La multiplicidad de canales y la celeridad de la transmisión de los mensajes vía redes sociales en tiempos de crisis se tornan en un auténtico caldo de cultivo o río revuelto para difundir información falsa y confundir a la población. Tan es así que, en el marco de la 75ª Asamblea de Naciones Unidas, los representantes de los diversos organismos que componen la ONU priorizaron en sus discursos la desinformación como uno de los mayores males de la pandemia. El mensaje más acertado lo pronunció la directora ejecutiva de UNICEF, Henrietta Fore: “Debido a que la desinformación es más un síntoma que una enfermedad, contrarrestarla requiere algo más que proporcionar la verdad. También requiere confianza entre líderes, comunidades e individuos”. En la misma asamblea, el director general de la OMS, Tedros Adhanom Ghebreyesus, instaba a los países a poner en marcha planes nacionales para combatir la desinformación sobre la covid-19 y otras enfermedades, y promover información sanitaria basada en la ciencia.
Reino Unido nos lleva años de adelanto en eso de poner freno a las fake news y promover una divulgación veraz, aunque su alcance todavía no supera a la popularidad de los charlatanes. Dos herramientas a replicar son Behind the headlines, del sistema sanitario británico, y la iniciativa Science Media Center. Francia quiere implantar esta última para luchar contra la desinformación, pero su implantación suscita controversias. Poca sorpresa para una importación del otro lado del Canal de La Mancha.

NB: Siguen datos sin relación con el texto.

//! The scope chain (spec.md §4.2).
//!
//! A `Scope` is a cheaply-cloned handle (`Rc<RefCell<Frame>>`) onto one
//! link of an acyclic parent-linked chain, per the DESIGN NOTES in
//! spec.md §9 ("unique ownership with reference counting for parent
//! links"). Frames never form cycles: a frame's `parent` is set once, at
//! construction, and never mutated.

use std::cell::RefCell;
use std::cmp::Ordering;
use std::collections::HashMap;
use std::rc::Rc;

use crate::error::{Error, Result};
use crate::ident::Identifier;
use crate::term::Term;
use crate::value::Value;

struct Frame {
    bindings: HashMap<Identifier, Value>,
    parent: Option<Scope>,
    restrict_to_functions: bool,
    read_through: bool,
    write_through: bool,
}

/// A handle onto one frame of the scope chain.
#[derive(Clone)]
pub struct Scope(Rc<RefCell<Frame>>);

/// Result of a [`Scope::lookup`]: the resolved value and whether it was
/// found locally or had to ascend into an ancestor frame.
pub struct Lookup {
    pub value: Value,
    pub came_from_ancestor: bool,
}

impl Scope {
    /// A fresh root frame with no parent and no special flags — used for
    /// the global scope, the initial scope, and the outermost program
    /// scope.
    pub fn root() -> Self {
        Scope(Rc::new(RefCell::new(Frame {
            bindings: HashMap::new(),
            parent: None,
            restrict_to_functions: false,
            read_through: false,
            write_through: false,
        })))
    }

    /// A plain nested child (normal nested call / block scope): no
    /// special flags.
    pub fn new_child(&self) -> Self {
        self.new_child_with_flags(false, false, false)
    }

    fn new_child_with_flags(
        &self,
        restrict_to_functions: bool,
        read_through: bool,
        write_through: bool,
    ) -> Self {
        Scope(Rc::new(RefCell::new(Frame {
            bindings: HashMap::new(),
            parent: Some(self.clone()),
            restrict_to_functions,
            read_through,
            write_through,
        })))
    }

    /// The "functions-only linked scope" used at call entry (spec.md
    /// §4.2): the callee cannot see caller-local non-function variables
    /// but can still resolve procedures.
    pub fn new_functions_only_child(&self) -> Self {
        self.new_child_with_flags(true, false, false)
    }

    /// The iterator-block scope (spec.md §4.2): the iteration variable is
    /// local, but stores for identifiers not already bound here propagate
    /// outward, and reads from ancestors are not cached locally.
    pub fn new_iterator_child(&self) -> Self {
        self.new_child_with_flags(false, true, true)
    }

    /// Binds `id` directly in this frame, bypassing `store`'s
    /// write-through delegation. Used for parameter binding and closure
    /// capture realization (spec.md §4.3.2 steps 4–5), which must never
    /// reach into an ancestor frame.
    pub fn define_local(&self, id: Identifier, value: Value) {
        self.0.borrow_mut().bindings.insert(id, value);
    }

    /// spec.md §4.2 `lookup`.
    pub fn lookup(&self, id: &Identifier) -> Option<Lookup> {
        if let Some(value) = self.0.borrow().bindings.get(id).cloned() {
            return Some(Lookup {
                value,
                came_from_ancestor: false,
            });
        }
        let (parent, restrict) = {
            let frame = self.0.borrow();
            (frame.parent.clone(), frame.restrict_to_functions)
        };
        let value = parent?.lookup_ascend(id, restrict)?;
        Some(Lookup {
            value,
            came_from_ancestor: true,
        })
    }

    /// Ancestor-side half of `lookup`: once `restrict` is set (because some
    /// descendant frame on the search path was functions-only), a binding
    /// found here that isn't a procedure or `omega` is shadowed rather than
    /// returned (spec.md §4.2, scenario 4 in spec.md §8).
    fn lookup_ascend(&self, id: &Identifier, restrict: bool) -> Option<Value> {
        if let Some(value) = self.0.borrow().bindings.get(id).cloned() {
            if restrict && !matches!(value, Value::Procedure(_) | Value::Omega) {
                return Some(Value::Omega);
            }
            return Some(value);
        }
        let (parent, my_restrict) = {
            let frame = self.0.borrow();
            (frame.parent.clone(), frame.restrict_to_functions)
        };
        parent?.lookup_ascend(id, restrict || my_restrict)
    }

    /// Caches a value looked up from an ancestor into this frame, unless
    /// this frame is `read_through` or already has a local entry for
    /// `id`. The caller decides whether caching is appropriate (spec.md
    /// §4.2: "ordinary variables do not" cache, closures do, via
    /// §4.6's initial-scope memoization).
    pub fn cache_if_permitted(&self, id: &Identifier, value: &Value) {
        let mut frame = self.0.borrow_mut();
        if frame.read_through {
            return;
        }
        frame.bindings.entry(id.clone()).or_insert_with(|| value.clone());
    }

    /// spec.md §4.2 `store`.
    pub fn store(&self, id: &Identifier, value: Value) -> Result<()> {
        let mut frame = self.0.borrow_mut();
        if frame.bindings.contains_key(id) || !frame.write_through {
            frame.bindings.insert(id.clone(), value);
            return Ok(());
        }
        let parent = frame.parent.clone();
        drop(frame);
        match parent {
            Some(parent) => parent.store_through(id, value),
            None => {
                self.0.borrow_mut().bindings.insert(id.clone(), value);
                Ok(())
            }
        }
    }

    /// Store delegation across a `restrict_to_functions` ancestor only
    /// propagates procedure values (spec.md §4.2).
    fn store_through(&self, id: &Identifier, value: Value) -> Result<()> {
        let restrict = self.0.borrow().restrict_to_functions;
        if restrict && !matches!(value, Value::Procedure(_)) {
            return Err(Error::UndefinedOperation(format!(
                "cannot store non-procedure '{}' through a functions-only scope",
                id
            )));
        }
        self.store(id, value)
    }

    /// spec.md §4.2 `make_global`: ensures `id` exists in `global`,
    /// creating it as `Omega` if absent.
    pub fn make_global(global: &Scope, id: &Identifier) {
        let mut frame = global.0.borrow_mut();
        frame.bindings.entry(id.clone()).or_insert(Value::Omega);
    }

    /// Whether `id` is bound directly in the global frame — used by the
    /// driver's assignment touchpoint (spec.md §4.6b) to decide whether a
    /// store should be redirected to `global` instead of the current
    /// scope.
    pub fn is_bound_in_global(global: &Scope, id: &Identifier) -> bool {
        global.0.borrow().bindings.contains_key(id)
    }

    pub fn store_into(&self, id: &Identifier, value: Value) {
        self.0.borrow_mut().bindings.insert(id.clone(), value);
    }

    /// spec.md §4.2 `collect_all_bindings`: walks the chain from the
    /// deepest ancestor to `self`, later frames overriding earlier ones.
    pub fn collect_all_bindings(&self, include_non_functions: bool) -> HashMap<Identifier, Value> {
        let mut chain = Vec::new();
        let mut cur = Some(self.clone());
        while let Some(scope) = cur {
            let parent = scope.0.borrow().parent.clone();
            chain.push(scope);
            cur = parent;
        }
        let mut merged = HashMap::new();
        for scope in chain.into_iter().rev() {
            for (name, value) in scope.0.borrow().bindings.iter() {
                if include_non_functions || matches!(value, Value::Procedure(_)) {
                    merged.insert(name.clone(), value.clone());
                }
            }
        }
        merged
    }

    /// spec.md §4.2 `to_term`: `^scope(bindings_set)`. The global frame is
    /// always the root ancestor of a program's scope chain (see
    /// `Interpreter::new`), so walking the full chain already yields the
    /// union of the chain's bindings and the global frame's.
    pub fn to_term(&self) -> Term {
        let merged = self.collect_all_bindings(true);
        let mut pairs: Vec<Term> = merged
            .into_iter()
            .map(|(name, value)| {
                Term::compound(
                    "^binding",
                    vec![Term::Str(name.as_str().to_string()), value.to_term()],
                )
            })
            .collect();
        pairs.sort();
        Term::compound("^scope", pairs)
    }

    /// Identity-based ordering for `Value::Scope` comparisons (spec.md §3
    /// requires a total order over every variant; live scopes are mutable
    /// running state, so identity rather than a structural snapshot is
    /// the only stable choice across the scope's lifetime).
    pub fn identity_cmp(&self, other: &Scope) -> Ordering {
        (Rc::as_ptr(&self.0) as usize).cmp(&(Rc::as_ptr(&other.0) as usize))
    }
}

#[cfg(test)]
mod tests {
    use super::*;

    fn val(n: i64) -> Value {
        Value::Int(n)
    }

    #[test]
    fn child_lookup_falls_through_to_parent() {
        let parent = Scope::root();
        parent.define_local(Identifier::new("x"), val(7));
        let child = parent.new_child();
        let found = child.lookup(&Identifier::new("x")).unwrap();
        assert!(found.came_from_ancestor);
        assert!(matches!(found.value, Value::Int(7)));
    }

    #[test]
    fn functions_only_child_shadows_non_procedure_ancestor_binding() {
        let parent = Scope::root();
        parent.define_local(Identifier::new("n"), val(1));
        let callee = parent.new_functions_only_child();
        let found = callee.lookup(&Identifier::new("n")).unwrap();
        assert!(matches!(found.value, Value::Omega));
    }

    #[test]
    fn functions_only_child_still_resolves_procedures() {
        use crate::ast::Block;
        use crate::procedure::{make_plain_procedure};
        let parent = Scope::root();
        let id = Identifier::new("f");
        parent.define_local(id.clone(), Value::Procedure(make_plain_procedure(vec![], Block::default())));
        let callee = parent.new_functions_only_child();
        let found = callee.lookup(&id).unwrap();
        assert!(matches!(found.value, Value::Procedure(_)));
    }

    #[test]
    fn iterator_child_write_through_updates_outer_binding() {
        let outer = Scope::root();
        outer.define_local(Identifier::new("s"), val(0));
        let iter_scope = outer.new_iterator_child();
        iter_scope.define_local(Identifier::new("i"), val(1));
        iter_scope.store(&Identifier::new("s"), val(1)).unwrap();
        assert!(matches!(
            outer.lookup(&Identifier::new("s")).unwrap().value,
            Value::Int(1)
        ));
        // the local iteration variable never leaked outward
        assert!(outer.lookup(&Identifier::new("i")).is_none());
    }

    #[test]
    fn make_global_then_local_store_is_visible_on_global() {
        let global = Scope::root();
        let id = Identifier::new("g");
        Scope::make_global(&global, &id);
        assert!(Scope::is_bound_in_global(&global, &id));
        global.store_into(&id, val(42));
        assert!(matches!(global.lookup(&id).unwrap().value, Value::Int(42)));
    }
}
//! The interpreter driver (spec.md §4.6) — the thin layer tying scope,
//! procedure, and term conversion together into something that can
//! actually execute the bundled AST (SPEC_FULL.md §4.7).
//!
//! Only two things here are load-bearing for the rest of the core: the
//! variable-read fallback to the pre-defined registry (§4.6a) and the
//! assignment redirect to the global frame (§4.6b). Everything else —
//! arithmetic, control flow, try/catch — exists so the scope and
//! procedure contracts are actually exercisable end to end.

use log::{debug, trace};

use crate::ast::{BinOp, Block, Expr, Stmt, UnOp};
use crate::config::InterpreterConfig;
use crate::error::{Error, Result};
use crate::ident::Identifier;
use crate::param::ParamMode;
use crate::predefined;
use crate::procedure::{self, ProcKind};
use crate::scope::Scope;
use crate::value::Value;
use crate::writeback::{self, WriteBackEntry};

/// Non-local control flow produced by executing a statement or block.
pub enum Flow {
    Normal,
    Return(Value),
    Break,
    Continue,
}

pub struct Interpreter {
    global_scope: Scope,
    initial_scope: Scope,
    call_stack_depth: usize,
    config: InterpreterConfig,
}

En un país como Francia, donde los grandes tabús sanitarios se discuten en público, pero también donde han subvencionado la homeopatía, poner en marcha lo que se anuncia como “Maison de la science et des médias", una agencia de comunicación destinada a acercar a científicos y periodistas --proporcionando a los medios resúmenes y archivos temáticos llave en mano, acompañados de citas de expertos cuidadosamente seleccionadas-- y promover el acceso a información fiable para el público en general, dentro del Proyecto de Ley de Programación de la Investigación para los próximos diez años, se recibe en algunos círculos, entre ellos algún que otro movimiento pseudo-racionalista, como una amenaza para la integridad de la producción y la difusión de conocimientos científicos y de la independencia periodística, dejándolas vulnerables frente a las potenciales presiones políticas o industriales. ¿Los argumentos? Viendo el ejemplo británico, la responsabilidad de la agencia queda en pocas personas, no todos los llamados “expertos” son científicos y un tercio de la financiación procede de diferentes grupos industriales (farmacéutica, energética, alimentaria, cosmética). Veremos en qué queda.
Controlar la información desde instituciones es abrir un melón añejo y que franquea siempre el debate de la censura informativa. Combatir las noticias falsas es urgente, tanto como hallar la vacuna para el coronavirus. Tal vez, por deformación profesional, soy partidaria de apostar por algo menos burocrático y sofisticado que las iniciativas de verificación de la información --aunque sean buenas convecinas-- y reforzar lo que ya teníamos, pero que siempre ha sido secundario: el periodismo científico, además de promover siempre la cultura científica (y mediática) desde la escuela. Porque el fact-checking no es más ni menos que eso: hacer buenas preguntas y sostenerse sobre fuentes fiables para proporcionar información veraz, un sistema infalible a prueba de bulos y de noticias falsas.